== Task statement ==
Each line of the material below should be retyped precisely as it appears.

== Input records ==
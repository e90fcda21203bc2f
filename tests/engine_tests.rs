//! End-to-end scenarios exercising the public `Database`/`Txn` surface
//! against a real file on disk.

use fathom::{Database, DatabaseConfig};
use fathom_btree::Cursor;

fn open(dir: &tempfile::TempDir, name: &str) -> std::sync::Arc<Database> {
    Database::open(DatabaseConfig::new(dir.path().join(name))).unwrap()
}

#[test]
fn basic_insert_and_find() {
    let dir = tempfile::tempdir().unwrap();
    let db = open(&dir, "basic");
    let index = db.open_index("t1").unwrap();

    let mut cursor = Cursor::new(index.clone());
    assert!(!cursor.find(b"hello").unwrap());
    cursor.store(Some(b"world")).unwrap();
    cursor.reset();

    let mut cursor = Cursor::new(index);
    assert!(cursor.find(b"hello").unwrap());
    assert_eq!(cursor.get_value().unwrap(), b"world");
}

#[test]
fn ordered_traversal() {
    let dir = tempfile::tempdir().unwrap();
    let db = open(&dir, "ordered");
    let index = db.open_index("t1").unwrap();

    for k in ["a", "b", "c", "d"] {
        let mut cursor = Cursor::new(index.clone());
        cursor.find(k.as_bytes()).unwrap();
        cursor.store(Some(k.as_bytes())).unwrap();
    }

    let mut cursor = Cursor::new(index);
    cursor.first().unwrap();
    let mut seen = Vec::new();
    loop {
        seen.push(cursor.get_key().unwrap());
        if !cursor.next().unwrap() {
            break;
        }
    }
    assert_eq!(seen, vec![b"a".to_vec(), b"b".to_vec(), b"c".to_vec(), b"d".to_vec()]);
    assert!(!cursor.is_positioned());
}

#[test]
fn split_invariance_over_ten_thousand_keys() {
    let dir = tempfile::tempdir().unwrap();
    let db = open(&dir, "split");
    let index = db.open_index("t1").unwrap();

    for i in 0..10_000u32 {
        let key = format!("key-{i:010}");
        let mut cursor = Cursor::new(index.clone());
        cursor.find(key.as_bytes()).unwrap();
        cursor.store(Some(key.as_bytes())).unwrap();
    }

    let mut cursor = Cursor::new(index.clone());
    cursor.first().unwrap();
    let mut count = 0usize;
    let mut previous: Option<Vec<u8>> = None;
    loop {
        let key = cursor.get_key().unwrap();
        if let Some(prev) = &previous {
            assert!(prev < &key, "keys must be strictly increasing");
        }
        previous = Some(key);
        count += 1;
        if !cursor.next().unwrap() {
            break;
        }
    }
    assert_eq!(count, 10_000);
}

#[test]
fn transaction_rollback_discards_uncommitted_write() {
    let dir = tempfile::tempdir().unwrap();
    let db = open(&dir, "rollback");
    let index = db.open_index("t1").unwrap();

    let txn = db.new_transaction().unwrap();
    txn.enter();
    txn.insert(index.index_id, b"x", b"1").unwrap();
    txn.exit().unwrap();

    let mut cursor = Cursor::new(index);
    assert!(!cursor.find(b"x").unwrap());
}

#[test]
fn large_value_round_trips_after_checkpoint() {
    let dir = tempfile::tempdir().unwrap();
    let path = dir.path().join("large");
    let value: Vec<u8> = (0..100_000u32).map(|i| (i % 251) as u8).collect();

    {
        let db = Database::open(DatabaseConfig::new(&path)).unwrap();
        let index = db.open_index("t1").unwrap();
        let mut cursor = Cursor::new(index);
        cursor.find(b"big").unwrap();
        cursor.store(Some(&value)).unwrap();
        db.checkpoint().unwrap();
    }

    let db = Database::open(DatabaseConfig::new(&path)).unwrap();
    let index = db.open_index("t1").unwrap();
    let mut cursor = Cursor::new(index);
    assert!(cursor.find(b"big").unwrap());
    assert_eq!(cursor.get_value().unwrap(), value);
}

== Result of this task ==
repository e90fcda21203bc2f
filename tests/engine_tests.rs
//! End-to-end scenarios exercising the public `Database`/`Txn` surface
//! against a real file on disk.

use fathom::{Database, DatabaseConfig};
use fathom_btree::Cursor;

fn open(dir: &tempfile::TempDir, name: &str) -> std::sync::Arc<Database> {
    Database::open(DatabaseConfig::new(dir.path().join(name))).unwrap()
}

#[test]
fn basic_insert_and_find() {
    let dir = tempfile::tempdir().unwrap();
    let db = open(&dir, "basic");
    let index = db.open_index("t1").unwrap();

    let mut cursor = Cursor::new(index.clone());
    assert!(!cursor.find(b"hello").unwrap());
    cursor.store(Some(b"world")).unwrap();
    cursor.reset();

    let mut cursor = Cursor::new(index);
    assert!(cursor.find(b"hello").unwrap());
    assert_eq!(cursor.get_value().unwrap(), b"world");
}

#[test]
fn ordered_traversal() {
    let dir = tempfile::tempdir().unwrap();
    let db = open(&dir, "ordered");
    let index = db.open_index("t1").unwrap();

    for k in ["a", "b", "c", "d"] {
        let mut cursor = Cursor::new(index.clone());
        cursor.find(k.as_bytes()).unwrap();
        cursor.store(Some(k.as_bytes())).unwrap();
    }

    let mut cursor = Cursor::new(index);
    cursor.first().unwrap();
    let mut seen = Vec::new();
    loop {
        seen.push(cursor.get_key().unwrap());
        if !cursor.next().unwrap() {
            break;
        }
    }
    assert_eq!(seen, vec![b"a".to_vec(), b"b".to_vec(), b"c".to_vec(), b"d".to_vec()]);
    assert!(!cursor.is_positioned());
}

#[test]
fn split_invariance_over_ten_thousand_keys() {
    let dir = tempfile::tempdir().unwrap();
    let db = open(&dir, "split");
    let index = db.open_index("t1").unwrap();

    for i in 0..10_000u32 {
        let key = format!("key-{i:010}");
        let mut cursor = Cursor::new(index.clone());
        cursor.find(key.as_bytes()).unwrap();
        cursor.store(Some(key.as_bytes())).unwrap();
    }

    let mut cursor = Cursor::new(index.clone());
    cursor.first().unwrap();
    let mut count = 0usize;
    let mut previous: Option<Vec<u8>> = None;
    loop {
        let key = cursor.get_key().unwrap();
        if let Some(prev) = &previous {
            assert!(prev < &key, "keys must be strictly increasing");
        }
        previous = Some(key);
        count += 1;
        if !cursor.next().unwrap() {
            break;
        }
    }
    assert_eq!(count, 10_000);
}

#[test]
fn transaction_rollback_discards_uncommitted_write() {
    let dir = tempfile::tempdir().unwrap();
    let db = open(&dir, "rollback");
    let index = db.open_index("t1").unwrap();

    let txn = db.new_transaction().unwrap();
    txn.enter();
    txn.insert(index.index_id, b"x", b"1").unwrap();
    txn.exit().unwrap();

    let mut cursor = Cursor::new(index);
    assert!(!cursor.find(b"x").unwrap());
}

#[test]
fn large_value_round_trips_after_checkpoint() {
    let dir = tempfile::tempdir().unwrap();
    let path = dir.path().join("large");
    let value: Vec<u8> = (0..100_000u32).map(|i| (i % 251) as u8).collect();

    {
        let db = Database::open(DatabaseConfig::new(&path)).unwrap();
        let index = db.open_index("t1").unwrap();
        let mut cursor = Cursor::new(index);
        cursor.find(b"big").unwrap();
        cursor.store(Some(&value)).unwrap();
        db.checkpoint().unwrap();
    }

    let db = Database::open(DatabaseConfig::new(&path)).unwrap();
    let index = db.open_index("t1").unwrap();
    let mut cursor = Cursor::new(index);
    assert!(cursor.find(b"big").unwrap());
    assert_eq!(cursor.get_value().unwrap(), value);
}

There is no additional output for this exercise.